Saved entries
• • • • •
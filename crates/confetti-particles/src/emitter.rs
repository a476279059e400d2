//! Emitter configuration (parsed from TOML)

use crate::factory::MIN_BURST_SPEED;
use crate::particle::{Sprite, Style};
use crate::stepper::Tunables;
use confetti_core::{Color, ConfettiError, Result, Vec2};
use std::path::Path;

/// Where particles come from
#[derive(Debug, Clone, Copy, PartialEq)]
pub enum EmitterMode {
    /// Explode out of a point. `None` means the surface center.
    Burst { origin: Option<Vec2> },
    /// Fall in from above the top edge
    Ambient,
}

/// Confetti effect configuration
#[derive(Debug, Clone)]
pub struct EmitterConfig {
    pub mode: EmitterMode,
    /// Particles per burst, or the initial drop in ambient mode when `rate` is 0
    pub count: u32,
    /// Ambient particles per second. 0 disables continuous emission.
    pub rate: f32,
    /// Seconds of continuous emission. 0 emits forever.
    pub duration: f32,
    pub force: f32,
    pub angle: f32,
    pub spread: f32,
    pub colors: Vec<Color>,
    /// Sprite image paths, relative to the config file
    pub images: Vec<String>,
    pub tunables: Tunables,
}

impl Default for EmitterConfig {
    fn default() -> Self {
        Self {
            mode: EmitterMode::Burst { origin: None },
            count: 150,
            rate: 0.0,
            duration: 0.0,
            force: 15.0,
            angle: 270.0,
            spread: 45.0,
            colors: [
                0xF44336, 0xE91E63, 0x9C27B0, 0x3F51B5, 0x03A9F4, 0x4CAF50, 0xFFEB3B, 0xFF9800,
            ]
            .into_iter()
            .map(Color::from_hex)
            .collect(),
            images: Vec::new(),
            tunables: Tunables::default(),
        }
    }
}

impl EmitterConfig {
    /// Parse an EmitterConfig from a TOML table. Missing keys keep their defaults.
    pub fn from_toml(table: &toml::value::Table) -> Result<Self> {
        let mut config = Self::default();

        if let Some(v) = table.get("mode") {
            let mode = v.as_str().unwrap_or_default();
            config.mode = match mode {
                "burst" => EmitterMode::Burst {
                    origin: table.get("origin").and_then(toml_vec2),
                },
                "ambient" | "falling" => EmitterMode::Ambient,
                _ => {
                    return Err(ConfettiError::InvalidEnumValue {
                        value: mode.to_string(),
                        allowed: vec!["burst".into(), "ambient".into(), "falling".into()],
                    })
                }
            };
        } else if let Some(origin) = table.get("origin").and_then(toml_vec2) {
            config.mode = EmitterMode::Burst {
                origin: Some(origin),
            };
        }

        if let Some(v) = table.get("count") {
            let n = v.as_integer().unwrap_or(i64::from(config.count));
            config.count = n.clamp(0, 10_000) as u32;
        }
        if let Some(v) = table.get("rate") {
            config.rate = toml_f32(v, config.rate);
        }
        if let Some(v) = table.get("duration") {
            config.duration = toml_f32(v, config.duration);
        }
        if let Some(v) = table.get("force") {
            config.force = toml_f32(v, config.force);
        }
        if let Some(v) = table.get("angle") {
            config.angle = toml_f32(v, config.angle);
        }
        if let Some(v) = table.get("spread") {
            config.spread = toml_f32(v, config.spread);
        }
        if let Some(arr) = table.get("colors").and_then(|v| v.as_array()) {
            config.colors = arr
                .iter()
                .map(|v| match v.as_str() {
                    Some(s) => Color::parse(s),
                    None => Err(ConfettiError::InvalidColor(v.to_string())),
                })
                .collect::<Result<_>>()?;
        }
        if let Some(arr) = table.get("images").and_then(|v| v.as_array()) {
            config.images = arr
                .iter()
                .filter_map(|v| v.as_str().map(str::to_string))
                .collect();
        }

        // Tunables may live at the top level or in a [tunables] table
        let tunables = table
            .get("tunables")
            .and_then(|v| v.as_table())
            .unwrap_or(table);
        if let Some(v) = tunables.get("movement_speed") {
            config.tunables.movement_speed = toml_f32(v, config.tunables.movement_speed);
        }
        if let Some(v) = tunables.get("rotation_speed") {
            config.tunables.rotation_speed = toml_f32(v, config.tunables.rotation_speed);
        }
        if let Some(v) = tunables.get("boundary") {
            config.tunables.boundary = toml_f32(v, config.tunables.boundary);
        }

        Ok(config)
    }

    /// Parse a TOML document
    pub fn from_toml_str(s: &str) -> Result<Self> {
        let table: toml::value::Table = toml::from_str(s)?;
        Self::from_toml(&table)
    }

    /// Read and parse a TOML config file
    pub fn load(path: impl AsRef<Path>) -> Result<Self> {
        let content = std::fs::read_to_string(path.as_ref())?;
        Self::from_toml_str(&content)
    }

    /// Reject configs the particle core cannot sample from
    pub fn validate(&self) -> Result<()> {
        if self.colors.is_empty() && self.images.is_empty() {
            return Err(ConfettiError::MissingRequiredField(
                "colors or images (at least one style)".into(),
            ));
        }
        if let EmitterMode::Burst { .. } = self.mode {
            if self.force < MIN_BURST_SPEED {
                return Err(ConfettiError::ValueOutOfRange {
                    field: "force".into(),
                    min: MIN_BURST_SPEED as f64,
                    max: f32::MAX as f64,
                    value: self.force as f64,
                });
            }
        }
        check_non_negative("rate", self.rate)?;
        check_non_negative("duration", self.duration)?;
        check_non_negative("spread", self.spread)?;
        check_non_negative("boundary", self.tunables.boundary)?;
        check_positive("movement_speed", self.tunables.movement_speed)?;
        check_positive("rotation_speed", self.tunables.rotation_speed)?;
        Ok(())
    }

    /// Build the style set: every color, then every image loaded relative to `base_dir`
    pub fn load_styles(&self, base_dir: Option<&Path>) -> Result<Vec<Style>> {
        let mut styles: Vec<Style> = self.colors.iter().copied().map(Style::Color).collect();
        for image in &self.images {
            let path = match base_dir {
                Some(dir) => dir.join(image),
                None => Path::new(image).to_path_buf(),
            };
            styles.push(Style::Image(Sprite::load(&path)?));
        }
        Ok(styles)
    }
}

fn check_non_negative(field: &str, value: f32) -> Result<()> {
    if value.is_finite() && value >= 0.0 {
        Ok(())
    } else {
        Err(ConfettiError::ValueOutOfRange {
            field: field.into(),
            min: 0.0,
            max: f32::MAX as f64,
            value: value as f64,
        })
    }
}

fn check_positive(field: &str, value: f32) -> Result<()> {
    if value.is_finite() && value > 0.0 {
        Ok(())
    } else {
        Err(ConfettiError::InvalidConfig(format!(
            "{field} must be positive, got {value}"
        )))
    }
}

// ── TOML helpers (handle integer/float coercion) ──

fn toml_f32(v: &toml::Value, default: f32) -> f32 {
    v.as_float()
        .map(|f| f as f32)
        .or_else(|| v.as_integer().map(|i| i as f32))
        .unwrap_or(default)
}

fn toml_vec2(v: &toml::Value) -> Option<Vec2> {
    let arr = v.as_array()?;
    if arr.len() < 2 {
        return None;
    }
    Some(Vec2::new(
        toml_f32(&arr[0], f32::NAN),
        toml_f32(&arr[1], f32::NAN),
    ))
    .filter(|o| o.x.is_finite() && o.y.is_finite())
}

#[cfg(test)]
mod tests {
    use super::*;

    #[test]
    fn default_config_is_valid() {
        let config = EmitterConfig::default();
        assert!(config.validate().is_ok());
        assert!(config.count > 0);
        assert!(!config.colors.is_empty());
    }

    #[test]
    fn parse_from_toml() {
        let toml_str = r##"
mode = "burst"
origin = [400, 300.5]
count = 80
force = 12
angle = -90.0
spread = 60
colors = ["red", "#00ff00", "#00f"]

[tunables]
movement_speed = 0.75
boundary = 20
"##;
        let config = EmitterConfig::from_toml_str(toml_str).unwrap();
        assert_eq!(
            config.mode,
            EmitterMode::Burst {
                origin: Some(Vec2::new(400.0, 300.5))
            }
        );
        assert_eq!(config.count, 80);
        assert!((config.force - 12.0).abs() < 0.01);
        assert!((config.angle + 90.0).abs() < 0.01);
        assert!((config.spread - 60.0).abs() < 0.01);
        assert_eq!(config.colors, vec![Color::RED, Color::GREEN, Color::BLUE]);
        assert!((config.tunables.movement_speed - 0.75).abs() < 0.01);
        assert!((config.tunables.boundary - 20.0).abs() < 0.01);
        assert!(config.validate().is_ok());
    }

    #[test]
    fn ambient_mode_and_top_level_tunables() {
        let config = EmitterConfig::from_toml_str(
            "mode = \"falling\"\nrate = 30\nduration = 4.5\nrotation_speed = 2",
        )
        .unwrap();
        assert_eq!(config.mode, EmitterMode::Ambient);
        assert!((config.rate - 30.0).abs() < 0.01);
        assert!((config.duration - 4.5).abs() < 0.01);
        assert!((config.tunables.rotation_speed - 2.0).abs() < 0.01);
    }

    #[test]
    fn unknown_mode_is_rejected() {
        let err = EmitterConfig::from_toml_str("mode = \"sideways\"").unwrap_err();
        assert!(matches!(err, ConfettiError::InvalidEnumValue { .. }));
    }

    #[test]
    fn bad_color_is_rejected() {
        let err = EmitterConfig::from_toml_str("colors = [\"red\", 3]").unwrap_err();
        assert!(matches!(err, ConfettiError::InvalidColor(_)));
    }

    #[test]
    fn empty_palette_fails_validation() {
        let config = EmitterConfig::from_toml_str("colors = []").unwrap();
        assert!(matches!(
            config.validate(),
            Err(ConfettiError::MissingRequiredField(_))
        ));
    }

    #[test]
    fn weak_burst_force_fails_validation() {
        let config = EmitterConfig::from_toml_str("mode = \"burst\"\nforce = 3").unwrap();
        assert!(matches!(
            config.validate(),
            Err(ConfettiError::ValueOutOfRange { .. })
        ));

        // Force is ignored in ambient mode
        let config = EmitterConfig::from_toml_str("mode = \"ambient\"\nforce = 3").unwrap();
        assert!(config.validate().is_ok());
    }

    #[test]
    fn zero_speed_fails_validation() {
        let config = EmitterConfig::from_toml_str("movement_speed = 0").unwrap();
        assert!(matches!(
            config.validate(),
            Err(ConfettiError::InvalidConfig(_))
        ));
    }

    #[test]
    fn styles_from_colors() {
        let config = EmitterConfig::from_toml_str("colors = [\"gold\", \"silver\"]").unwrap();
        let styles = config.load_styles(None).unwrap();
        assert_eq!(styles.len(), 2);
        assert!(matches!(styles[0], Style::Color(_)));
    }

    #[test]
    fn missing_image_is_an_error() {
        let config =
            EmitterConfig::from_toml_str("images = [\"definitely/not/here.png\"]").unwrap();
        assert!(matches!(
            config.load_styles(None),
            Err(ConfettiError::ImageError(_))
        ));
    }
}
• • • • •
» **Exercise objective**
Among the lines of the preceding data, which ones hold the word "origin"? List them.

» **Written response**
    Burst { origin: Option<Vec2> },
            mode: EmitterMode::Burst { origin: None },
                    origin: table.get("origin").and_then(toml_vec2),
        } else if let Some(origin) = table.get("origin").and_then(toml_vec2) {
                origin: Some(origin),
origin = [400, 300.5]
                origin: Some(Vec2::new(400.0, 300.5))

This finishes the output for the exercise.